Biomass-based copolycondensation technology is attracting more and more attentions, which increases the use of renewable raw materials significantly under the premise of resin performances. Most studies focus on the copolycondensation resins of soy protein [15,16], tannin [17,18], starch [19,20] with melamine formaldehyde resin, and some products have begun in industrial production. Lignin is the sole natural aromatic organic raw materials on earth which can be gained from renewable resources, and it has attracted increasing attentions in countries around the whole due to its unique characteristics of non-toxicity, low cost and easy biological decomposition. Lignin is composed of Guaiac-based, lilac-based and para-hydroxyphenyl-based structural units. Its molecules contain methoxyls, phenolic hydroxyls, alcohol hydroxyls, unsaturated double bonds, ether bonds and other functional groups, which provide a foundation for partial substitution of phenol in preparation of phenol formaldehyde resin adhesive [21–24]. So far, there are many studies on lignin modified synthetic resins, such as lignin-epoxy resin [25,26], lignin-polyurethane [27,28] lignin-acrylamide [29,30], and so on. As a waste from pulping and papermaking, alkali lignin is cheap and it brings extremely high economic values to the phenol formaldehyde resin adhesive which is prepared by alkali lignin [23–32].

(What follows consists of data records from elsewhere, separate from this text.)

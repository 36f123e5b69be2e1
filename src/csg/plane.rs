use crate::math::{Point3, Vector3};

use super::polygon::Polygon;

/// Classification epsilon for points against splitting planes.
///
/// Deliberately coarser than the global comparison tolerance: points this
/// close to a plane are treated as lying on it, which keeps coplanar
/// classification consistent and recursion finite.
pub const PLANE_EPSILON: f64 = 1e-5;

const COPLANAR: u8 = 0;
const FRONT: u8 = 1;
const BACK: u8 = 2;
const SPANNING: u8 = 3;

/// An oriented plane in Hessian normal form: `normal · p = w`.
#[derive(Debug, Clone)]
pub struct Plane {
    pub normal: Vector3,
    pub w: f64,
}

impl Plane {
    /// Creates a plane from a unit normal and offset.
    #[must_use]
    pub fn new(normal: Vector3, w: f64) -> Self {
        Self { normal, w }
    }

    /// Reverses the plane's orientation.
    pub fn flip(&mut self) {
        self.normal = -self.normal;
        self.w = -self.w;
    }

    /// Signed distance of a point from the plane.
    #[must_use]
    pub fn distance(&self, p: &Point3) -> f64 {
        self.normal.dot(&p.coords) - self.w
    }

    /// Splits `polygon` by this plane into the four output sets.
    ///
    /// Coplanar polygons go to `coplanar_front` or `coplanar_back` depending
    /// on whether their normal agrees with this plane's; polygons entirely on
    /// one side go to `front` or `back`; spanning polygons are clipped into
    /// one piece for each side. Clipped fragments keep the source polygon's
    /// plane.
    pub fn split_polygon(
        &self,
        polygon: &Polygon,
        coplanar_front: &mut Vec<Polygon>,
        coplanar_back: &mut Vec<Polygon>,
        front: &mut Vec<Polygon>,
        back: &mut Vec<Polygon>,
    ) {
        let mut polygon_type = COPLANAR;
        let mut types = Vec::with_capacity(polygon.vertices.len());
        for v in &polygon.vertices {
            let t = self.distance(v);
            let vertex_type = if t < -PLANE_EPSILON {
                BACK
            } else if t > PLANE_EPSILON {
                FRONT
            } else {
                COPLANAR
            };
            polygon_type |= vertex_type;
            types.push(vertex_type);
        }

        match polygon_type {
            COPLANAR => {
                if self.normal.dot(&polygon.plane.normal) > 0.0 {
                    coplanar_front.push(polygon.clone());
                } else {
                    coplanar_back.push(polygon.clone());
                }
            }
            FRONT => front.push(polygon.clone()),
            BACK => back.push(polygon.clone()),
            _ => {
                let n = polygon.vertices.len();
                let mut front_verts: Vec<Point3> = Vec::with_capacity(n + 1);
                let mut back_verts: Vec<Point3> = Vec::with_capacity(n + 1);
                for i in 0..n {
                    let j = (i + 1) % n;
                    let ti = types[i];
                    let tj = types[j];
                    let vi = polygon.vertices[i];
                    let vj = polygon.vertices[j];
                    if ti != BACK {
                        front_verts.push(vi);
                    }
                    if ti != FRONT {
                        back_verts.push(vi);
                    }
                    if (ti | tj) == SPANNING {
                        let edge = vj - vi;
                        let t = (self.w - self.normal.dot(&vi.coords)) / self.normal.dot(&edge);
                        let v = vi + edge * t;
                        front_verts.push(v);
                        back_verts.push(v);
                    }
                }
                if front_verts.len() >= 3 {
                    front.push(Polygon::with_plane(front_verts, polygon.plane.clone()));
                }
                if back_verts.len() >= 3 {
                    back.push(Polygon::with_plane(back_verts, polygon.plane.clone()));
                }
            }
        }
    }
}
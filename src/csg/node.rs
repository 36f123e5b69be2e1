use super::plane::Plane;
use super::polygon::Polygon;

/// A node of a binary space-partitioning tree of convex polygons.
///
/// The node's plane splits space; polygons coplanar with it live on the
/// node, everything else is pushed down the front/back subtrees. Built
/// incrementally from polygon lists; construction order is deterministic,
/// so identical inputs always produce identical trees.
#[derive(Debug, Default)]
pub struct Node {
    plane: Option<Plane>,
    front: Option<Box<Node>>,
    back: Option<Box<Node>>,
    polygons: Vec<Polygon>,
}

impl Node {
    /// Builds a tree from a polygon list.
    #[must_use]
    pub fn new(polygons: Vec<Polygon>) -> Self {
        let mut node = Self::default();
        node.build(polygons);
        node
    }

    /// Converts the tree to its complement: flips every polygon and plane
    /// and swaps the front and back subtrees.
    pub fn invert(&mut self) {
        for polygon in &mut self.polygons {
            polygon.flip();
        }
        if let Some(plane) = &mut self.plane {
            plane.flip();
        }
        if let Some(front) = &mut self.front {
            front.invert();
        }
        if let Some(back) = &mut self.back {
            back.invert();
        }
        std::mem::swap(&mut self.front, &mut self.back);
    }

    /// Removes from `polygons` every part that lies inside this tree's solid.
    #[must_use]
    pub fn clip_polygons(&self, polygons: Vec<Polygon>) -> Vec<Polygon> {
        let Some(plane) = &self.plane else {
            return polygons;
        };

        let mut coplanar_front = Vec::new();
        let mut coplanar_back = Vec::new();
        let mut front = Vec::new();
        let mut back = Vec::new();
        for polygon in &polygons {
            plane.split_polygon(
                polygon,
                &mut coplanar_front,
                &mut coplanar_back,
                &mut front,
                &mut back,
            );
        }
        front.append(&mut coplanar_front);
        back.append(&mut coplanar_back);

        let mut front = match &self.front {
            Some(node) => node.clip_polygons(front),
            None => front,
        };
        let mut back = match &self.back {
            Some(node) => node.clip_polygons(back),
            // No back subtree: everything behind the plane is inside the solid.
            None => Vec::new(),
        };

        front.append(&mut back);
        front
    }

    /// Removes every polygon in this tree that lies inside `bsp`'s solid.
    pub fn clip_to(&mut self, bsp: &Node) {
        self.polygons = bsp.clip_polygons(std::mem::take(&mut self.polygons));
        if let Some(front) = &mut self.front {
            front.clip_to(bsp);
        }
        if let Some(back) = &mut self.back {
            back.clip_to(bsp);
        }
    }

    /// Collects all polygons in the tree.
    #[must_use]
    pub fn all_polygons(&self) -> Vec<Polygon> {
        let mut result = self.polygons.clone();
        if let Some(front) = &self.front {
            result.extend(front.all_polygons());
        }
        if let Some(back) = &self.back {
            result.extend(back.all_polygons());
        }
        result
    }

    /// Inserts polygons into the tree, splitting them as needed.
    ///
    /// The first polygon's plane seeds an empty node; subtrees are only
    /// created for sides that receive polygons.
    pub fn build(&mut self, polygons: Vec<Polygon>) {
        let Some(first) = polygons.first() else {
            return;
        };
        if self.plane.is_none() {
            self.plane = Some(first.plane.clone());
        }
        let Some(plane) = self.plane.clone() else {
            return;
        };

        let mut coplanar_front = Vec::new();
        let mut coplanar_back = Vec::new();
        let mut front = Vec::new();
        let mut back = Vec::new();
        for polygon in &polygons {
            plane.split_polygon(
                polygon,
                &mut coplanar_front,
                &mut coplanar_back,
                &mut front,
                &mut back,
            );
        }
        self.polygons.append(&mut coplanar_front);
        self.polygons.append(&mut coplanar_back);

        if !front.is_empty() {
            self.front
                .get_or_insert_with(|| Box::new(Node::default()))
                .build(front);
        }
        if !back.is_empty() {
            self.back
                .get_or_insert_with(|| Box::new(Node::default()))
                .build(back);
        }
    }
}
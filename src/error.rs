use thiserror::Error;

/// Top-level error type for the `mapmesh` crate.
#[derive(Debug, Error)]
pub enum MapMeshError {
    #[error(transparent)]
    Map(#[from] MapError),

    #[error(transparent)]
    Geometry(#[from] GeometryError),
}

/// Errors related to the input map model.
#[derive(Debug, Error)]
pub enum MapError {
    #[error("no line carries the spawn color")]
    MissingSpawn,

    #[error("invalid map data: {0}")]
    InvalidData(String),
}

/// Errors related to geometric computations.
#[derive(Debug, Error)]
pub enum GeometryError {
    #[error("invalid polygon: {0}")]
    InvalidPolygon(String),

    #[error("degenerate geometry: {0}")]
    Degenerate(String),
}

/// Convenience type alias for results using [`MapMeshError`].
pub type Result<T> = std::result::Result<T, MapMeshError>;
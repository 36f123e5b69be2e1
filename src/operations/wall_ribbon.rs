use crate::error::{MapError, Result};
use crate::map::MapLine;
use crate::mapping::ScaleState;
use crate::math::Vector3;
use crate::mesh::Mesh;

/// Triangulates a polyline into a double-sided vertical ribbon mesh.
///
/// Each point yields a floor vertex and a ceiling vertex `height` above it;
/// each segment yields two front triangles and the same two reversed, so
/// the ribbon is visible from both sides regardless of which face the
/// renderer culls. The result is an open surface and is never a valid CSG
/// operand.
pub struct WallRibbon<'a> {
    line: &'a MapLine,
    height: f64,
    offset: Vector3,
}

impl<'a> WallRibbon<'a> {
    /// Creates a new `WallRibbon` operation.
    #[must_use]
    pub fn new(line: &'a MapLine, height: f64, offset: Vector3) -> Self {
        Self {
            line,
            height,
            offset,
        }
    }

    /// Executes the operation, returning the ribbon mesh.
    ///
    /// # Errors
    ///
    /// Returns [`MapError::InvalidData`] if the line has fewer than two
    /// points or the height is not positive.
    #[allow(clippy::cast_possible_truncation)]
    pub fn execute(&self, scale: &ScaleState) -> Result<Mesh> {
        let points = self.line.points();
        let n = points.len();
        if n < 2 {
            return Err(MapError::InvalidData("wall line needs at least two points".into()).into());
        }
        if self.height <= 0.0 {
            return Err(MapError::InvalidData(format!(
                "wall height must be positive, got {}",
                self.height
            ))
            .into());
        }

        let lift = Vector3::new(0.0, self.height, 0.0);
        let mut vertices = Vec::with_capacity(2 * n);
        for p in points {
            let floor = scale.point_to_world(*p) + self.offset;
            vertices.push(floor);
            vertices.push(floor + lift);
        }

        // An open line must not wrap its final segment back to the start;
        // the modulo below only ever wraps for looping lines.
        let segments = if self.line.is_loop() { n } else { n - 1 };
        let mut triangles = Vec::with_capacity(segments * 4);
        for s in 0..segments {
            let low0 = (2 * s) as u32;
            let high0 = low0 + 1;
            let low1 = (2 * ((s + 1) % n)) as u32;
            let high1 = low1 + 1;
            triangles.push([low0, high0, low1]);
            triangles.push([low1, high0, high1]);
            triangles.push([low1, high0, low0]);
            triangles.push([high1, high0, low1]);
        }

        Ok(Mesh {
            vertices,
            triangles,
        })
    }
}
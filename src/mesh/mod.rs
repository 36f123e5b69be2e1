use std::collections::HashMap;

use crate::math::{Point3, Vector3, TOLERANCE};

/// An indexed triangle mesh.
///
/// Vertices and triangles are ordered; each triangle is a triple of indices
/// into the vertex list. Builders never mutate a mesh after construction.
#[derive(Debug, Clone, Default, PartialEq)]
pub struct Mesh {
    /// Vertex positions.
    pub vertices: Vec<Point3>,
    /// Triangle indices (each triple defines a triangle).
    pub triangles: Vec<[u32; 3]>,
}

impl Mesh {
    /// Whether the mesh has no triangles.
    #[must_use]
    pub fn is_empty(&self) -> bool {
        self.triangles.is_empty()
    }

    /// An axis-aligned box centered at `center` with the given half extents.
    ///
    /// All 12 triangles wind outward.
    #[must_use]
    pub fn cuboid(center: Point3, half_extents: Vector3) -> Self {
        let h = half_extents;
        let vertices = vec![
            center + Vector3::new(-h.x, -h.y, -h.z),
            center + Vector3::new(h.x, -h.y, -h.z),
            center + Vector3::new(h.x, h.y, -h.z),
            center + Vector3::new(-h.x, h.y, -h.z),
            center + Vector3::new(-h.x, -h.y, h.z),
            center + Vector3::new(h.x, -h.y, h.z),
            center + Vector3::new(h.x, h.y, h.z),
            center + Vector3::new(-h.x, h.y, h.z),
        ];
        let triangles = vec![
            [0, 3, 2],
            [0, 2, 1],
            [4, 5, 6],
            [4, 6, 7],
            [0, 1, 5],
            [0, 5, 4],
            [3, 7, 6],
            [3, 6, 2],
            [0, 4, 7],
            [0, 7, 3],
            [1, 2, 6],
            [1, 6, 5],
        ];
        Self {
            vertices,
            triangles,
        }
    }

    /// Checks the closed-manifold invariant by index-level edge pairing:
    /// every directed edge must occur exactly once, paired with its reverse.
    ///
    /// Required of every CSG operand; holds for boxes, extruded prisms, and
    /// healed boolean results. Open ribbons fail it.
    #[must_use]
    pub fn is_closed(&self) -> bool {
        let mut directed: HashMap<(u32, u32), u32> = HashMap::new();
        for tri in &self.triangles {
            let [a, b, c] = *tri;
            if a == b || b == c || a == c {
                return false;
            }
            for (start, end) in [(a, b), (b, c), (c, a)] {
                *directed.entry((start, end)).or_insert(0) += 1;
            }
        }
        directed
            .iter()
            .all(|(&(start, end), &count)| count == 1 && directed.get(&(end, start)) == Some(&1))
    }

    /// Signed enclosed volume via the tetrahedron method.
    ///
    /// Sums `v0 · (v1 × v2) / 6` over all triangles; positive when the
    /// triangles wind outward.
    #[must_use]
    pub fn volume(&self) -> f64 {
        let mut signed = 0.0;
        for tri in &self.triangles {
            let v0 = self.vertices[tri[0] as usize].coords;
            let v1 = self.vertices[tri[1] as usize].coords;
            let v2 = self.vertices[tri[2] as usize].coords;
            signed += v0.dot(&v1.cross(&v2));
        }
        signed / 6.0
    }

    /// Axis-aligned bounding box, or `None` for a mesh with no vertices.
    #[must_use]
    pub fn aabb(&self) -> Option<Aabb> {
        if self.vertices.is_empty() {
            return None;
        }
        let mut min = self.vertices[0];
        let mut max = self.vertices[0];
        for v in &self.vertices[1..] {
            min.x = min.x.min(v.x);
            min.y = min.y.min(v.y);
            min.z = min.z.min(v.z);
            max.x = max.x.max(v.x);
            max.y = max.y.max(v.y);
            max.z = max.z.max(v.z);
        }
        Some(Aabb { min, max })
    }
}

/// An axis-aligned bounding box.
#[derive(Debug, Clone, Copy)]
pub struct Aabb {
    /// Minimum corner of the bounding box.
    pub min: Point3,
    /// Maximum corner of the bounding box.
    pub max: Point3,
}

impl Aabb {
    /// Checks if two AABBs overlap.
    #[must_use]
    pub fn overlaps(&self, other: &Aabb) -> bool {
        self.min.x <= other.max.x + TOLERANCE
            && self.max.x >= other.min.x - TOLERANCE
            && self.min.y <= other.max.y + TOLERANCE
            && self.max.y >= other.min.y - TOLERANCE
            && self.min.z <= other.max.z + TOLERANCE
            && self.max.z >= other.min.z - TOLERANCE
    }
}
use super::{Point2, TOLERANCE};

/// Bounded segment-segment intersection in 2D.
///
/// Returns `(intersection_point, t, u)` where `t` and `u` are in `[0, 1]`.
#[must_use]
pub fn segment_segment_intersect_2d(
    a0: &Point2,
    a1: &Point2,
    b0: &Point2,
    b1: &Point2,
) -> Option<(Point2, f64, f64)> {
    let da = a1 - a0;
    let db = b1 - b0;

    let cross = da.x * db.y - da.y * db.x;
    if cross.abs() < TOLERANCE {
        return None;
    }

    let dx = b0.x - a0.x;
    let dy = b0.y - a0.y;
    let t = (dx * db.y - dy * db.x) / cross;
    let u = (dx * da.y - dy * da.x) / cross;

    // Use a small epsilon to include endpoints.
    let eps = TOLERANCE;
    if t >= -eps && t <= 1.0 + eps && u >= -eps && u <= 1.0 + eps {
        let t_clamped = t.clamp(0.0, 1.0);
        let pt = Point2::new(a0.x + da.x * t_clamped, a0.y + da.y * t_clamped);
        Some((pt, t_clamped, u.clamp(0.0, 1.0)))
    } else {
        None
    }
}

Alkali lignin was treated with plasma and then used in the preparation of phenol formaldehyde resin. Moreover, chemical structural changes of lignin which was processed by plasma as well as bonding strength, tensile property, curing performance and thermal property of the prepared phenol formaldehyde resin which was modified by the plasma processed lignin were analyzed.
2 Materials and Methods
Formaldehyde solution (with a concentration of 37 wt %) was from Sinopharm Chemical Reagent Co., Ltd., China. Alkali lignin, brown powder (pH 10.5 in 50% aqueous solution), Nanjing Dulai Biological Co., Ltd., China. Other chemicals used in this work were also obtained from Sinopharm Chemical Reagent Co., Ltd., China. Poplar veneer with a size of 400 mm (length) × 400 mm (width) × 2 mm (thickness) and moisture content 8%–10%, was bought from Qunyou Wood Co., Ltd., Shandong, China.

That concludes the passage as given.